Allahı bilmezler birçok kimselerimizi iğfal ediyorlar.
Komünistler birçok kimsemizi iğfal ediyorlar.
Devlettir ki gidiyor.
Varto depreminden beri ailemle birlikte demir barakada oturuyorum. Adım Ömer oğlu Süleymandır. Babamın adını da söyledim ki bilesiniz. Bakın oğullar. Adamı dağda eşkiya çeviriyor.
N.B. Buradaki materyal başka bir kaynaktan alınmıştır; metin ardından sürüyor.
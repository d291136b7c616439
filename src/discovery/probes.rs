//! The probe battery.
//!
//! Every probe is one independent request. A failed request becomes a
//! recorded [`ProbeResult`] and the battery moves on.

use std::sync::OnceLock;

use regex::Regex;
use tokio::time::Instant;

use super::types::{DiscoveredCapabilities, ProbeCapability, ProbeResult};
use crate::models::ThinkingFormat;
use crate::provider::{GenerateRequest, LlmProvider};

pub const TOOL_CALL_ATTEMPTS: u32 = 3;
pub const THINK_TAG_VARIANTS: [&str; 4] = ["thinking", "thoughts", "reasoning", "think"];
pub const MAX_STORED_RESPONSE_CHARS: usize = 500;
const PROBE_MAX_TOKENS: u32 = 512;
const CHARS_PER_TOKEN: u64 = 4;

const TOOL_CALL_PROMPT: &str = r#"You can call a tool named "calculator" that evaluates arithmetic.
To call it, reply only with: {"tool": "calculator", "arguments": {"expression": "<expr>"}}
What is 1847 * 29?"#;

const REASONING_FIELD_PROMPT: &str = r#"Reply with a JSON object of the form {"reasoning": "<your reasoning>", "answer": "<answer>"}.
Which is heavier, a kilogram of feathers or a kilogram of iron?"#;

const JSON_MODE_PROMPT: &str = r#"Respond with only a JSON object with keys "name" (string) and "population" (integer) describing a small village."#;

fn think_tag_prompt(tag: &str) -> String {
    format!(
        "Before answering, reason step by step inside <{tag}></{tag}> tags, then give the answer.\n\
         What is the capital of Australia?"
    )
}

fn tool_use_regex() -> &'static Regex {
    static RE: OnceLock<Regex> = OnceLock::new();
    RE.get_or_init(|| {
        Regex::new(r"(?i)\b(tool|tool_calls?|function_call|calculator)\b")
            .expect("valid tool use regex")
    })
}

fn reasoning_field_regex() -> &'static Regex {
    static RE: OnceLock<Regex> = OnceLock::new();
    RE.get_or_init(|| Regex::new(r#""reasoning"\s*:"#).expect("valid reasoning field regex"))
}

pub fn indicates_tool_use(text: &str) -> bool {
    tool_use_regex().is_match(text)
}

pub fn has_think_tags(text: &str, tag: &str) -> bool {
    let open = format!("<{tag}>");
    let close = format!("</{tag}>");
    text.find(&open)
        .is_some_and(|start| text[start + open.len()..].contains(&close))
}

pub fn has_reasoning_field(text: &str) -> bool {
    reasoning_field_regex().is_match(text)
}

/// Parses `text` as JSON, falling back to the outermost `{...}` or `[...]`
/// span when the model wrapped the payload in prose or code fences.
pub fn extract_json(text: &str) -> Option<serde_json::Value> {
    let trimmed = text.trim();
    if let Ok(value) = serde_json::from_str(trimmed) {
        return Some(value);
    }
    [('{', '}'), ('[', ']')].into_iter().find_map(|(open, close)| {
        let start = trimmed.find(open)?;
        let end = trimmed.rfind(close)?;
        if end <= start {
            return None;
        }
        serde_json::from_str(&trimmed[start..=end]).ok()
    })
}

fn truncate(text: &str) -> String {
    text.chars().take(MAX_STORED_RESPONSE_CHARS).collect()
}

struct ProbeRun<'a> {
    provider: &'a dyn LlmProvider,
    results: Vec<ProbeResult>,
    longest_response: usize,
}

impl<'a> ProbeRun<'a> {
    fn new(provider: &'a dyn LlmProvider) -> Self {
        Self {
            provider,
            results: Vec::new(),
            longest_response: 0,
        }
    }

    /// Sends one probe and records it. `check` decides success from the
    /// response text.
    async fn probe(
        &mut self,
        capability: ProbeCapability,
        variant: Option<String>,
        prompt: &str,
        check: impl FnOnce(&str) -> bool,
    ) -> bool {
        let request = GenerateRequest::new(prompt)
            .with_temperature(0.0)
            .with_max_tokens(PROBE_MAX_TOKENS);
        let started = Instant::now();
        let outcome = self.provider.generate(&request).await;
        let latency_ms = started.elapsed().as_millis() as u64;

        let result = match outcome {
            Ok(response) => {
                self.longest_response = self.longest_response.max(response.text.chars().count());
                ProbeResult {
                    capability,
                    variant,
                    success: check(&response.text),
                    response: Some(truncate(&response.text)),
                    error: None,
                    latency_ms,
                }
            }
            Err(e) => {
                tracing::debug!(?capability, error = %e, "probe failed");
                ProbeResult {
                    capability,
                    variant,
                    success: false,
                    response: None,
                    error: Some(e.to_string()),
                    latency_ms,
                }
            }
        };
        let success = result.success;
        self.results.push(result);
        success
    }
}

/// Runs every probe against `provider` and folds the outcomes.
pub async fn run_battery(provider: &dyn LlmProvider, model_id: &str) -> DiscoveredCapabilities {
    let mut caps = DiscoveredCapabilities::unknown(model_id, provider.provider_id());
    let mut run = ProbeRun::new(provider);

    let mut tool_successes = 0u32;
    for attempt in 1..=TOOL_CALL_ATTEMPTS {
        if run
            .probe(
                ProbeCapability::ToolCalling,
                Some(attempt.to_string()),
                TOOL_CALL_PROMPT,
                indicates_tool_use,
            )
            .await
        {
            tool_successes += 1;
        }
    }
    caps.supports_tool_calling = tool_successes > 0;
    caps.tool_calling_reliability = f64::from(tool_successes) / f64::from(TOOL_CALL_ATTEMPTS);

    for tag in THINK_TAG_VARIANTS {
        let prompt = think_tag_prompt(tag);
        if run
            .probe(
                ProbeCapability::ThinkTags,
                Some(tag.to_string()),
                &prompt,
                |text| has_think_tags(text, tag),
            )
            .await
        {
            caps.thinking_format = ThinkingFormat::ThinkTags;
            caps.thinking_tag_name = Some(tag.to_string());
            break;
        }
    }

    if run
        .probe(
            ProbeCapability::ReasoningField,
            None,
            REASONING_FIELD_PROMPT,
            has_reasoning_field,
        )
        .await
    {
        caps.thinking_format = ThinkingFormat::ReasoningField;
        caps.thinking_tag_name = None;
    }

    caps.supports_json_mode = run
        .probe(ProbeCapability::JsonMode, None, JSON_MODE_PROMPT, |text| {
            extract_json(text).is_some()
        })
        .await;

    caps.max_observed_tokens = run.longest_response as u64 / CHARS_PER_TOKEN;
    caps.probe_results = run.results;
    caps
}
Adam eşkiyaya, adın ne diyor. Eşkiya, Ali diyor. Adam, nasıl olur diyor, çâr- ı güzinden gelme bu isimde biri eşkiyalık edebilsin. Eşkiya pişman olmuş, bırakmış adamı yoluna gitsin. Ama bir zaman sonra, ben demiş neden elime geçen adamı soymadım, eşkiyalık etmeyip bıraktım. Dönüp adamı yeniden çevirmiş, soyun kuşağını demiş. Adam, bakmış yine aynı eşkiya, kuşağından altınları çıkarırken, senin babanın adı nedir diye soruyoruz. Eşkiya Mehmet diyor, bu cevabı alınca taacüb ediyor, böyle mübarek isme sahip kişinin evladı nasıl eşkiyalık eder, harama tevessül eder diyor, eşkiya edep edip , pişman oluyor. Bırakıp gidiyor. Bir zaman sonra, ben diyor aldatıldım. Bunun parasını almam gerek, dönüp, bıraktığı adamı çeviriyor, adam görüyor ki aynı eşkiya, bu defa senin dedenin adı nedir diyor, eşkiya Ters diyor, bir ermeni adı, o zaman adam, eh, şimdi oldu diyor, senin o damarın tutmuş, alacaksın neyim varsa diyor.